The federal Environmental Protection Agency strengthened regulations Thursday on five common pesticides and for the first time required farmers to set up sizable buffer zones around fields treated with the chemicals.
The new restrictions came after four years of heated meetings among scientists, environmentalists and the chemical industry about how to protect farm workers' health while allowing growers to use the pesticides to reap more bountiful crops.
Anti-pesticide and community activists celebrated the new requirements, saying they would help protect rural residents from being sickened by the chemicals' gaseous byproducts.
A prominent national grower's organization said their members may challenge the agency's call for buffer zones up to a half-mile wide, which could force farmers to forgo planting thousands of acres.
Our policy is not in favor of buffer zones that are politically motivated, said Paul Schlegel, director of public policy for the American Farm Bureau.

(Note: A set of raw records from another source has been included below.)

use actix_web::cookie::Cookie;
use async_trait::async_trait;

use crate::config::IdentityProviderKind;
use crate::domain::models::auth::RequestCookies;
use crate::domain::models::identity::{AuthCredential, LoadedCredential, OAuthToken, UserInfo};
use crate::errors::errors::AppResult;

/// 사용자 ID 백엔드 공통 인터페이스
///
/// 인증 체인과 핸들러는 이 트레이트만 알고, 어떤 백엔드가 선택되었는지는 시작 시점 설정으로 결정됩니다.
#[async_trait]
pub trait IdentityBackend: Send + Sync {
    fn kind(&self) -> IdentityProviderKind;

    /// 요청 쿠키에서 자격 증명을 읽습니다.
    ///
    /// 쿠키가 없으면 빈 자격 증명을 반환하며 에러가 아닙니다.
    /// 세션을 연장하거나 토큰을 갱신한 경우 응답에 설정할 쿠키가 함께 반환됩니다.
    async fn load(&self, cookies: &RequestCookies, host: &str) -> AppResult<LoadedCredential>;

    /// 새로 교환한 토큰을 저장하고 응답에 설정할 쿠키를 반환합니다.
    async fn persist(&self, token: &OAuthToken, host: &str) -> AppResult<Vec<Cookie<'static>>>;

    async fn me(&self, credential: &AuthCredential) -> AppResult<UserInfo>;

    async fn exchange_code(&self, code: &str, redirect_uri: Option<&str>) -> AppResult<OAuthToken>;

    async fn exchange_password(&self, username: &str, password: &str) -> AppResult<OAuthToken>;

    /// 게이트웨이 자신의 토큰. 만료 전까지 캐시되며 `refresh` 면 새로 발급받습니다.
    async fn exchange_client_credentials(&self, refresh: bool) -> AppResult<OAuthToken>;

    /// 다른 사용자 조회 (관리자 API)
    async fn get_user(&self, user_id: &str) -> AppResult<UserInfo>;

    async fn logout(&self, credential: &AuthCredential) -> AppResult<()>;
}
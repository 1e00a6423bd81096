use serde::Serialize;

use crate::domain::models::identity::UserInfo;

/// API 응답 래퍼
#[derive(Debug, Serialize)]
pub struct ApiResponse<T> {
    pub success: bool,
    pub data: Option<T>,
}

impl<T> ApiResponse<T> {
    pub fn success(data: T) -> Self {
        Self { success: true, data: Some(data) }
    }
}

#[derive(Debug, Serialize)]
#[serde(rename_all = "camelCase")]
pub struct LoginResponse {
    pub user: UserInfo,
    /// 세션 쿠키 유효 기간(초)
    pub session_expires_in: i64,
}
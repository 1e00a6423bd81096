//! 터미널 출력 포맷팅 유틸리티
//!
//! 서비스 레지스트리 초기화와 게이트웨이 기동 과정을 박스 제목, 진행 단계, 요약 형태로 출력합니다.

pub fn print_boxed_title(title: &str) {
    let content_width = 50;
    let border = "═".repeat(content_width);

    println!("╔{}╗", border);
    println!("║{:^49}║", title);
    println!("╚{}╝", border);
}

pub fn print_step_start(step: u8, description: &str) {
    println!("→ Step {}: {}", step, description);
}

pub fn print_step_complete(step: u8, description: &str, count: usize) {
    println!("✓ Step {}: {} ({} items)", step, description, count);
}

pub fn print_sub_task(name: &str, status: &str) {
    println!("   ├─ {}: {}", name, status);
}

pub fn print_final_summary(repos: usize, services: usize) {
    println!();
    print_boxed_title("🎉 SERVICE REGISTRY INITIALIZED");
    println!("   📦 Repositories: {}", repos);
    println!("   🔧 Services: {}", services);
    println!("   🚀 Total Components: {}", repos + services);
    println!();
}

pub fn print_cache_initialized(cache_type: &str, count: usize) {
    println!("   ├─ {} Cache: {} entries loaded", cache_type, count);
}

/// 인증 체인 구성 결과를 가중치 순서대로 출력합니다.
pub fn print_auth_chain(authers: &[(&str, i32)], checkers: &[(&str, i32)]) {
    print_boxed_title("🔐 OPENAPI AUTH CHAIN");
    for (name, weight) in authers {
        print_sub_task(name, &format!("auther, weight {}", weight));
    }
    for (name, weight) in checkers {
        print_sub_task(name, &format!("over-permission, weight {}", weight));
    }
    println!();
}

We don't think there should be buffer zones if they're not related to a clear risk.
The agency considers Thursday's decisions final but may make some modifications after a 60-day comment period, said Steven Bradbury, who directs the EPA's pesticide reviews.
The restrictions apply to five toxic fumigants: methyl bromide, metam sodium, metam potassium, dazomet and chloropicrin.
As part of their lengthy evaluation process, EPA scientists traveled to California's San Joaquin Valley to meet with farmers who sterilize their soil before planting season by injecting it with metam sodium in hopes of yielding better strawberries, potatoes and carrots.
In 1999, that chemical also caused the state's largest known pesticide drift, when 250 people fell violently ill after a cloud wafted over the farm worker town of Earlimart.
State regulators have since restricted the use of fumigants in three growing regions on the grounds that they cause smog.
California is in the process of improving its regulation of fumigants and expects to implement measures that will meet or exceed federal rules before 2010, a Department of Pesticide Regulation spokesman said.
In addition to the buffer zones of between 25 feet and a half-mile, the new federal instructions also require that growers post warning signs around their fields, monitor gas levels and provide workers with protective breathing masks.
Environmental and community groups called the decision a good first step but said they fell short of their petition to ban fumigants altogether.
The combination of posting, advance notification of state agencies, and buffer zones around fields will substantially reduce the number of fumigant poisonings, said Dr. Brian Hill, science department director at the San Francisco-based Pesticide Action Network. And when something does go wrong, communities and emergency personnel will be much better prepared to respond.